◆ **WHAT THE TASK ASKS**: Hunt through the lines below for the string "validate" and copy each one that has it.

◆ **ENTRIES SHOWN**:
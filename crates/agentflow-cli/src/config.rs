use agentflow_llm::OllamaConfig;
use agentflow_orchestrator::{AgentConfig, RuntimeConfig};
use serde::Deserialize;
use std::path::Path;

/// Contents of `agentflow.toml`. Every table is optional.
#[derive(Debug, Default, Deserialize)]
pub struct CliConfig {
    #[serde(default)]
    pub runtime: RuntimeConfig,
    #[serde(default)]
    pub llm: LlmSection,
    #[serde(default)]
    pub agent: Option<AgentConfig>,
}

/// `[llm]` table: which provider backs conversation tasks.
#[derive(Debug, Deserialize)]
pub struct LlmSection {
    /// `"echo"` or `"ollama"`.
    #[serde(default = "default_provider")]
    pub provider: String,
    #[serde(default)]
    pub model: String,
    /// Ollama connection settings, ignored for `echo`.
    #[serde(flatten)]
    pub ollama: OllamaConfig,
}

fn default_provider() -> String {
    "echo".to_string()
}

impl Default for LlmSection {
    fn default() -> Self {
        Self {
            provider: default_provider(),
            model: String::new(),
            ollama: OllamaConfig::default(),
        }
    }
}

impl CliConfig {
    pub fn parse(text: &str) -> anyhow::Result<Self> {
        let config: CliConfig = toml::from_str(text)?;
        config.runtime.validate()?;
        Ok(config)
    }

    /// Read the config file, or fall back to defaults when no path is given.
    pub async fn load(path: Option<&Path>) -> anyhow::Result<Self> {
        let Some(path) = path else {
            return Ok(Self::default());
        };
        let text = tokio::fs::read_to_string(path).await.map_err(|e| {
            anyhow::anyhow!("Failed to read config file '{}': {e}", path.display())
        })?;
        Self::parse(&text)
    }

    /// Apply environment overrides (`AGENTFLOW_LLM_PROVIDER`,
    /// `AGENTFLOW_LLM_MODEL`, `OLLAMA_BASE_URL`).
    pub fn apply_env(&mut self) {
        if let Ok(provider) = std::env::var("AGENTFLOW_LLM_PROVIDER") {
            self.llm.provider = provider;
        }
        if let Ok(model) = std::env::var("AGENTFLOW_LLM_MODEL") {
            self.llm.model = model;
        }
        if let Ok(url) = std::env::var("OLLAMA_BASE_URL") {
            self.llm.ollama.base_url = url;
        }
    }

    /// Agent definition for the demo, wired to the configured provider.
    pub fn agent_config(&self) -> AgentConfig {
        let mut agent = self
            .agent
            .clone()
            .unwrap_or_else(|| AgentConfig::new("demo-agent").with_tool("calculator"));
        agent.model.provider = self.llm.provider.clone();
        if agent.model.model.is_empty() {
            agent.model.model = self.llm.model.clone();
        }
        agent
    }
}
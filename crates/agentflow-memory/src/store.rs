use crate::index::MemoryIndex;
use crate::types::{Memory, MemoryFilter, MemoryQuery, MemoryStats, MemoryType};
use agentflow_core::{new_id, AgentflowError, AgentflowResult, ExecutionContext};
use async_trait::async_trait;
use std::collections::HashMap;
use tokio::sync::RwLock;
use tracing::debug;

/// Capacity used when a store is created with size zero.
pub const DEFAULT_CAPACITY: usize = 1000;

/// Short-term memories at or above this importance survive consolidation as
/// long-term memories.
pub const PROMOTION_THRESHOLD: f64 = 0.7;

/// Trait for memory storage backends.
#[async_trait]
pub trait MemoryStore: Send + Sync {
    /// Identifier assigned by the manager that created the store.
    fn id(&self) -> &str;

    /// Insert or replace a memory. An empty ID is replaced by a fresh one.
    async fn store(&self, ctx: &ExecutionContext, memory: Memory) -> AgentflowResult<()>;

    /// Memories matching `query`, newest first, at most the query's limit.
    async fn recall(&self, ctx: &ExecutionContext, query: &MemoryQuery) -> AgentflowResult<Vec<Memory>>;

    /// Delete every memory matching `filter`. Returns how many were removed.
    async fn forget(&self, ctx: &ExecutionContext, filter: &MemoryFilter) -> AgentflowResult<usize>;

    /// Promote important short-term memories and evict the oldest remaining
    /// short-term ones until the store is back under its target size.
    async fn consolidate(&self, ctx: &ExecutionContext) -> AgentflowResult<()>;

    async fn stats(&self, ctx: &ExecutionContext) -> AgentflowResult<MemoryStats>;
}

#[derive(Default)]
struct State {
    memories: HashMap<String, Memory>,
    index: MemoryIndex,
    stats: MemoryStats,
}

impl State {
    fn count(&mut self, memory_type: MemoryType, delta: isize) {
        let apply = |n: &mut usize| *n = n.saturating_add_signed(delta);
        apply(&mut self.stats.total_items);
        match memory_type {
            MemoryType::ShortTerm => apply(&mut self.stats.short_term),
            MemoryType::LongTerm => apply(&mut self.stats.long_term),
            MemoryType::Working => apply(&mut self.stats.working),
        }
    }

    fn insert(&mut self, memory: Memory) {
        if let Some(previous) = self.memories.remove(&memory.id) {
            self.index.remove(&previous);
            self.count(previous.memory_type, -1);
        }
        self.index.add(&memory);
        self.count(memory.memory_type, 1);
        self.memories.insert(memory.id.clone(), memory);
    }

    fn remove(&mut self, id: &str) -> Option<Memory> {
        let memory = self.memories.remove(id)?;
        self.index.remove(&memory);
        self.count(memory.memory_type, -1);
        Some(memory)
    }
}

/// In-memory store with a soft capacity.
///
/// When an insert pushes the store past its capacity, it consolidates down to
/// 80% of capacity: short-term memories with importance of at least
/// [`PROMOTION_THRESHOLD`] become long-term, then the oldest short-term
/// memories are evicted. Long-term and working memories are never evicted.
pub struct InMemoryStore {
    id: String,
    capacity: usize,
    state: RwLock<State>,
}

impl InMemoryStore {
    pub fn new(id: impl Into<String>, capacity: usize) -> Self {
        Self {
            id: id.into(),
            capacity: if capacity == 0 { DEFAULT_CAPACITY } else { capacity },
            state: RwLock::new(State::default()),
        }
    }

    pub fn capacity(&self) -> usize {
        self.capacity
    }

    fn target_size(&self) -> usize {
        (self.capacity * 4 / 5).max(1)
    }

    fn consolidate_locked(&self, state: &mut State) {
        let mut promoted = 0;
        let promote: Vec<Memory> = state
            .memories
            .values()
            .filter(|m| m.memory_type == MemoryType::ShortTerm && m.importance >= PROMOTION_THRESHOLD)
            .cloned()
            .collect();
        for mut memory in promote {
            memory.memory_type = MemoryType::LongTerm;
            state.insert(memory);
            promoted += 1;
        }
        state.stats.promoted += promoted;

        let target = self.target_size();
        if state.stats.total_items <= target {
            return;
        }

        let mut short_term: Vec<(chrono::DateTime<chrono::Utc>, String)> = state
            .memories
            .values()
            .filter(|m| m.memory_type == MemoryType::ShortTerm)
            .map(|m| (m.timestamp, m.id.clone()))
            .collect();
        short_term.sort();

        let excess = state.stats.total_items - target;
        let mut evicted = 0;
        for (_, id) in short_term.into_iter().take(excess) {
            if state.remove(&id).is_some() {
                evicted += 1;
            }
        }
        state.stats.evicted += evicted;

        debug!(
            store = %self.id,
            promoted,
            evicted,
            remaining = state.stats.total_items,
            "Consolidated memory store"
        );
    }
}

fn validate(memory: &Memory) -> AgentflowResult<()> {
    if memory.content.is_null() {
        return Err(AgentflowError::Memory("invalid memory: content is empty".to_string()));
    }
    if !(0.0..=1.0).contains(&memory.importance) {
        return Err(AgentflowError::Memory(format!(
            "invalid memory: importance {} outside [0, 1]",
            memory.importance
        )));
    }
    Ok(())
}

#[async_trait]
impl MemoryStore for InMemoryStore {
    fn id(&self) -> &str {
        &self.id
    }

    async fn store(&self, ctx: &ExecutionContext, mut memory: Memory) -> AgentflowResult<()> {
        ctx.check()?;
        if memory.id.is_empty() {
            memory.id = new_id();
        }
        validate(&memory)?;

        let mut state = self.state.write().await;
        state.insert(memory);
        if state.stats.total_items > self.capacity {
            self.consolidate_locked(&mut state);
        }
        Ok(())
    }

    async fn recall(&self, ctx: &ExecutionContext, query: &MemoryQuery) -> AgentflowResult<Vec<Memory>> {
        ctx.check()?;
        let state = self.state.read().await;

        let mut hits: Vec<Memory> = match state.index.candidates(query.memory_type, &query.context) {
            Some(ids) => ids
                .iter()
                .filter_map(|id| state.memories.get(id))
                .filter(|m| query.matches(m))
                .cloned()
                .collect(),
            None => state
                .memories
                .values()
                .filter(|m| query.matches(m))
                .cloned()
                .collect(),
        };

        hits.sort_by(|a, b| b.timestamp.cmp(&a.timestamp).then_with(|| a.id.cmp(&b.id)));
        hits.truncate(query.effective_limit());
        Ok(hits)
    }

    async fn forget(&self, ctx: &ExecutionContext, filter: &MemoryFilter) -> AgentflowResult<usize> {
        ctx.check()?;
        let mut state = self.state.write().await;
        let doomed: Vec<String> = state
            .memories
            .values()
            .filter(|m| filter.matches(m))
            .map(|m| m.id.clone())
            .collect();
        let removed = doomed.iter().filter(|id| state.remove(id).is_some()).count();
        Ok(removed)
    }

    async fn consolidate(&self, ctx: &ExecutionContext) -> AgentflowResult<()> {
        ctx.check()?;
        let mut state = self.state.write().await;
        self.consolidate_locked(&mut state);
        Ok(())
    }

    async fn stats(&self, ctx: &ExecutionContext) -> AgentflowResult<MemoryStats> {
        ctx.check()?;
        Ok(self.state.read().await.stats)
    }
}
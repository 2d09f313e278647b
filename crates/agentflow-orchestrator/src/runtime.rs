use crate::agent::Agent;
use crate::events::{EventChannel, EventKind};
use crate::handlers;
use crate::memory_writer::MemoryWriter;
use crate::tasks::TaskTable;
use crate::types::{AgentState, RuntimeConfig, Task, TaskState};
use agentflow_core::{AgentflowError, AgentflowResult, ExecutionContext, Params};
use agentflow_knowledge::KnowledgeContext;
use agentflow_llm::LlmProvider;
use agentflow_memory::{Memory, MemoryStore};
use agentflow_tools::{Tool, ToolCategory};
use parking_lot::Mutex;
use serde_json::json;
use std::sync::atomic::{AtomicBool, Ordering};
use std::sync::Arc;
use std::time::{Duration, Instant};
use tokio::sync::mpsc;
use tokio::sync::mpsc::error::TrySendError;
use tokio::task::JoinHandle;
use tokio_util::sync::CancellationToken;
use tracing::{debug, info, warn};

/// Importance given to memories recorded by the runtime.
const RUNTIME_MEMORY_IMPORTANCE: f64 = 0.5;

/// How long stragglers get after their contexts are cancelled on shutdown.
const ABORT_GRACE: Duration = Duration::from_millis(250);

pub(crate) struct QueuedTask {
    pub id: String,
    pub task: Task,
}

/// Everything a runtime is built from.
pub(crate) struct RuntimeParts {
    pub agent: Agent,
    pub tools: Vec<Arc<dyn Tool>>,
    pub memory: Arc<dyn MemoryStore>,
    pub knowledge: Arc<dyn KnowledgeContext>,
    pub llm: Option<Arc<dyn LlmProvider>>,
    pub events: Arc<EventChannel>,
    pub tasks: Arc<TaskTable>,
    pub memory_writer: Arc<MemoryWriter>,
    pub config: RuntimeConfig,
    pub parent: CancellationToken,
}

/// Per-agent execution environment: a bounded FIFO task queue served by
/// `max_concurrent` workers, plus the agent's resolved collaborators.
pub struct Runtime {
    agent: Agent,
    tools: Vec<Arc<dyn Tool>>,
    memory: Arc<dyn MemoryStore>,
    knowledge: Arc<dyn KnowledgeContext>,
    llm: Option<Arc<dyn LlmProvider>>,
    events: Arc<EventChannel>,
    tasks: Arc<TaskTable>,
    memory_writer: Arc<MemoryWriter>,
    config: RuntimeConfig,
    /// Held for a whole task, so an agent's handlers never overlap.
    execution: tokio::sync::Mutex<()>,
    queue_tx: Mutex<Option<mpsc::Sender<QueuedTask>>>,
    queue_rx: Mutex<Option<mpsc::Receiver<QueuedTask>>>,
    shutdown: CancellationToken,
    stopping: AtomicBool,
    workers: Mutex<Vec<JoinHandle<()>>>,
}

impl Runtime {
    pub(crate) fn new(parts: RuntimeParts) -> Arc<Self> {
        let (tx, rx) = mpsc::channel(parts.config.queue_capacity.max(1));
        let mut tools = parts.tools;
        tools.sort_by(|a, b| a.id().cmp(b.id()));
        Arc::new(Self {
            agent: parts.agent,
            tools,
            memory: parts.memory,
            knowledge: parts.knowledge,
            llm: parts.llm,
            events: parts.events,
            tasks: parts.tasks,
            memory_writer: parts.memory_writer,
            config: parts.config,
            execution: tokio::sync::Mutex::new(()),
            queue_tx: Mutex::new(Some(tx)),
            queue_rx: Mutex::new(Some(rx)),
            shutdown: parts.parent.child_token(),
            stopping: AtomicBool::new(false),
            workers: Mutex::new(Vec::new()),
        })
    }

    pub fn agent(&self) -> &Agent {
        &self.agent
    }

    pub fn memory(&self) -> &Arc<dyn MemoryStore> {
        &self.memory
    }

    pub fn knowledge(&self) -> &Arc<dyn KnowledgeContext> {
        &self.knowledge
    }

    pub fn llm(&self) -> Option<&Arc<dyn LlmProvider>> {
        self.llm.as_ref()
    }

    pub fn tools(&self) -> &[Arc<dyn Tool>] {
        &self.tools
    }

    /// First tool (by ID) in the given category.
    pub fn tool_in_category(&self, category: ToolCategory) -> Option<&Arc<dyn Tool>> {
        self.tools
            .iter()
            .find(|t| t.metadata().categories.contains(&category))
    }

    pub(crate) fn set_progress(&self, task_id: &str, progress: f32) {
        self.tasks.set_progress(task_id, progress);
    }

    /// `initialized -> ready`.
    pub(crate) fn initialize(&self) {
        self.agent.set_state(AgentState::Ready);
        self.events.emit(
            EventKind::AgentInitialized,
            json!({ "agent_id": self.agent.id() }),
        );
        debug!(agent_id = %self.agent.id(), "Agent initialized");
    }

    /// Spawn the workers. Calling it again is a no-op.
    pub(crate) fn start(self: &Arc<Self>) {
        let Some(rx) = self.queue_rx.lock().take() else {
            return;
        };
        let rx = Arc::new(tokio::sync::Mutex::new(rx));
        let mut workers = self.workers.lock();
        for worker in 0..self.config.max_concurrent.max(1) {
            let runtime = Arc::clone(self);
            let rx = Arc::clone(&rx);
            workers.push(tokio::spawn(async move {
                runtime.worker_loop(rx, worker).await;
            }));
        }
        info!(
            agent_id = %self.agent.id(),
            workers = workers.len(),
            queue_capacity = self.config.queue_capacity,
            "Runtime started"
        );
    }

    /// Non-blocking enqueue. Publishes `task_assigned` once a queue slot is
    /// reserved, so the event always precedes the task's `task_started`.
    pub(crate) fn enqueue(&self, id: String, task: Task) -> AgentflowResult<()> {
        let tx = self.queue_tx.lock();
        let tx = tx.as_ref().ok_or_else(|| {
            AgentflowError::AgentNotFound(self.agent.id().to_string())
        })?;
        let permit = tx.try_reserve().map_err(|e| match e {
            TrySendError::Full(()) => AgentflowError::QueueFull {
                agent_id: self.agent.id().to_string(),
                capacity: self.config.queue_capacity,
            },
            TrySendError::Closed(()) => AgentflowError::AgentNotFound(self.agent.id().to_string()),
        })?;
        self.events.emit(
            EventKind::TaskAssigned,
            json!({ "task_id": id, "task_type": task.task_type }),
        );
        debug!(agent_id = %self.agent.id(), task_id = %id, "Task enqueued");
        permit.send(QueuedTask { id, task });
        Ok(())
    }

    /// Close the queue without waiting. Queued tasks are cancelled by the workers.
    pub(crate) fn close_queue(&self) {
        self.stopping.store(true, Ordering::SeqCst);
        self.queue_tx.lock().take();
    }

    /// Stop the runtime: refuse new tasks, cancel queued ones, and wait up to
    /// `timeout` for the in-flight task. Stragglers have their contexts
    /// cancelled and are then aborted.
    pub(crate) async fn stop(&self, timeout: Duration) {
        self.close_queue();
        let mut handles: Vec<JoinHandle<()>> = std::mem::take(&mut *self.workers.lock());

        let drained = tokio::time::timeout(timeout, join_all(&mut handles))
            .await
            .is_ok();

        if !drained {
            warn!(agent_id = %self.agent.id(), "Runtime did not drain in time, cancelling in-flight work");
            self.shutdown.cancel();
            let _ = tokio::time::timeout(ABORT_GRACE, join_all(&mut handles)).await;
            for handle in &handles {
                handle.abort();
            }
        }

        for task_id in self.tasks.cancel_open_for_agent(self.agent.id()) {
            self.events.emit(
                EventKind::TaskCancelled,
                json!({ "task_id": task_id, "reason": "agent stopped" }),
            );
        }
        self.shutdown.cancel();
        info!(agent_id = %self.agent.id(), drained, "Runtime stopped");
    }

    async fn worker_loop(
        self: Arc<Self>,
        rx: Arc<tokio::sync::Mutex<mpsc::Receiver<QueuedTask>>>,
        worker: usize,
    ) {
        loop {
            let (job, permit) = {
                let mut queue = rx.lock().await;
                let Some(job) = queue.recv().await else { break };
                // Taken before the queue is released so handlers run in dequeue order.
                let permit = self.execution.lock().await;
                (job, permit)
            };
            self.process(job).await;
            drop(permit);
        }
        debug!(agent_id = %self.agent.id(), worker, "Worker exited");
    }

    async fn process(self: &Arc<Self>, job: QueuedTask) {
        let QueuedTask { id, task } = job;
        let agent_id = self.agent.id().to_string();

        if self.stopping.load(Ordering::SeqCst) {
            if let Ok(Some(_)) = self.tasks.cancel(&id) {
                self.events.emit(
                    EventKind::TaskCancelled,
                    json!({ "task_id": id, "reason": "agent stopped" }),
                );
            }
            return;
        }

        let ctx = ExecutionContext::for_task(&id, &agent_id, task.deadline, &self.shutdown);
        if !self.tasks.mark_running(&id, ctx.token()) {
            debug!(agent_id = %agent_id, task_id = %id, "Skipping task cancelled while queued");
            ctx.cancel();
            return;
        }

        self.events.emit(
            EventKind::TaskStarted,
            json!({ "task_id": id, "task_type": task.task_type }),
        );
        self.agent.begin_task(&id);
        info!(agent_id = %agent_id, task_id = %id, task_type = %task.task_type, "Task started");
        let started = Instant::now();

        let outcome = {
            let runtime = Arc::clone(self);
            let task_ctx = ctx.clone();
            let task_id = id.clone();
            let handle = tokio::spawn(async move {
                task_ctx
                    .run(handlers::dispatch(&runtime, &task_ctx, &task_id, &task))
                    .await
            });
            match handle.await {
                Ok(result) => result,
                Err(join) if join.is_panic() => Err(AgentflowError::TaskExecutionFailed(
                    "task handler panicked".to_string(),
                )),
                Err(_) => Err(AgentflowError::TaskExecutionFailed(
                    "task handler was aborted".to_string(),
                )),
            }
        };
        let latency_ms = started.elapsed().as_millis() as u64;

        let (final_state, tokens) = match outcome {
            Ok(result) => {
                let tokens = result.tokens_used();
                if self.tasks.mark_completed(&id, result) {
                    self.events
                        .emit(EventKind::TaskCompleted, json!({ "task_id": id }));
                    info!(agent_id = %agent_id, task_id = %id, latency_ms, "Task completed");
                    (TaskState::Completed, tokens)
                } else {
                    debug!(agent_id = %agent_id, task_id = %id, "Discarding result of cancelled task");
                    (TaskState::Cancelled, tokens)
                }
            }
            Err(err) => {
                let err = handlers::task_error(err);
                if self.tasks.mark_failed(&id, &err) {
                    self.events.emit(
                        EventKind::TaskFailed,
                        json!({ "task_id": id, "error": err.to_string(), "code": err.code() }),
                    );
                    warn!(agent_id = %agent_id, task_id = %id, error = %err, "Task failed");
                    (TaskState::Failed, 0)
                } else {
                    debug!(agent_id = %agent_id, task_id = %id, error = %err, "Discarding failure of cancelled task");
                    (TaskState::Cancelled, 0)
                }
            }
        };

        self.agent.finish_task(final_state, latency_ms, tokens);
        // Releases the deadline timer.
        ctx.cancel();
    }

    /// Invoke one of the agent's tools under the task context.
    ///
    /// Publishes `tool_call_started` and then `tool_call_completed` or
    /// `tool_call_failed`. A successful call is remembered as a short-term
    /// memory in the background; that write never affects the caller.
    pub async fn call_tool(
        &self,
        ctx: &ExecutionContext,
        tool_id: &str,
        params: Params,
    ) -> AgentflowResult<serde_json::Value> {
        let tool = self
            .tools
            .iter()
            .find(|t| t.id() == tool_id)
            .ok_or_else(|| AgentflowError::ToolNotFound(tool_id.to_string()))?;
        tool.validate(&params)?;

        let task_id = ctx.task_id().unwrap_or_default().to_string();
        self.events.emit(
            EventKind::ToolCallStarted,
            json!({ "task_id": task_id, "tool_id": tool_id, "params": params }),
        );
        self.agent.record_tool_call();

        let started = Instant::now();
        let outcome = ctx.run(tool.execute(ctx, params.clone())).await;
        let duration_ms = started.elapsed().as_millis() as u64;

        match outcome {
            Ok(result) => {
                self.events.emit(
                    EventKind::ToolCallCompleted,
                    json!({ "task_id": task_id, "tool_id": tool_id, "duration_ms": duration_ms }),
                );
                self.remember(
                    &task_id,
                    "tool_call",
                    json!({ "tool_id": tool_id, "params": params, "result": result }),
                    Some(tool_id),
                );
                Ok(result)
            }
            Err(err) => {
                self.events.emit(
                    EventKind::ToolCallFailed,
                    json!({
                        "task_id": task_id,
                        "tool_id": tool_id,
                        "duration_ms": duration_ms,
                        "error": err.to_string(),
                    }),
                );
                Err(err)
            }
        }
    }

    /// Queue a short-term memory for the background writer.
    pub(crate) fn remember(
        &self,
        task_id: &str,
        kind: &str,
        content: serde_json::Value,
        tool_id: Option<&str>,
    ) {
        let mut memory = Memory::short_term(content, RUNTIME_MEMORY_IMPORTANCE)
            .with_context("agent_id", json!(self.agent.id()))
            .with_context("task_id", json!(task_id))
            .with_context("kind", json!(kind));
        if let Some(tool_id) = tool_id {
            memory = memory.with_context("tool_id", json!(tool_id));
        }
        self.memory_writer
            .submit(self.agent.id(), Arc::clone(&self.memory), memory);
    }
}

/// Await handles, removing each one once it has finished.
async fn join_all(handles: &mut Vec<JoinHandle<()>>) {
    while let Some(handle) = handles.last_mut() {
        let _ = handle.await;
        handles.pop();
    }
}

◆ **ANSWER SECTION**:
        config.runtime.validate()?;
fn validate(memory: &Memory) -> AgentflowResult<()> {
        validate(&memory)?;
        tool.validate(&params)?;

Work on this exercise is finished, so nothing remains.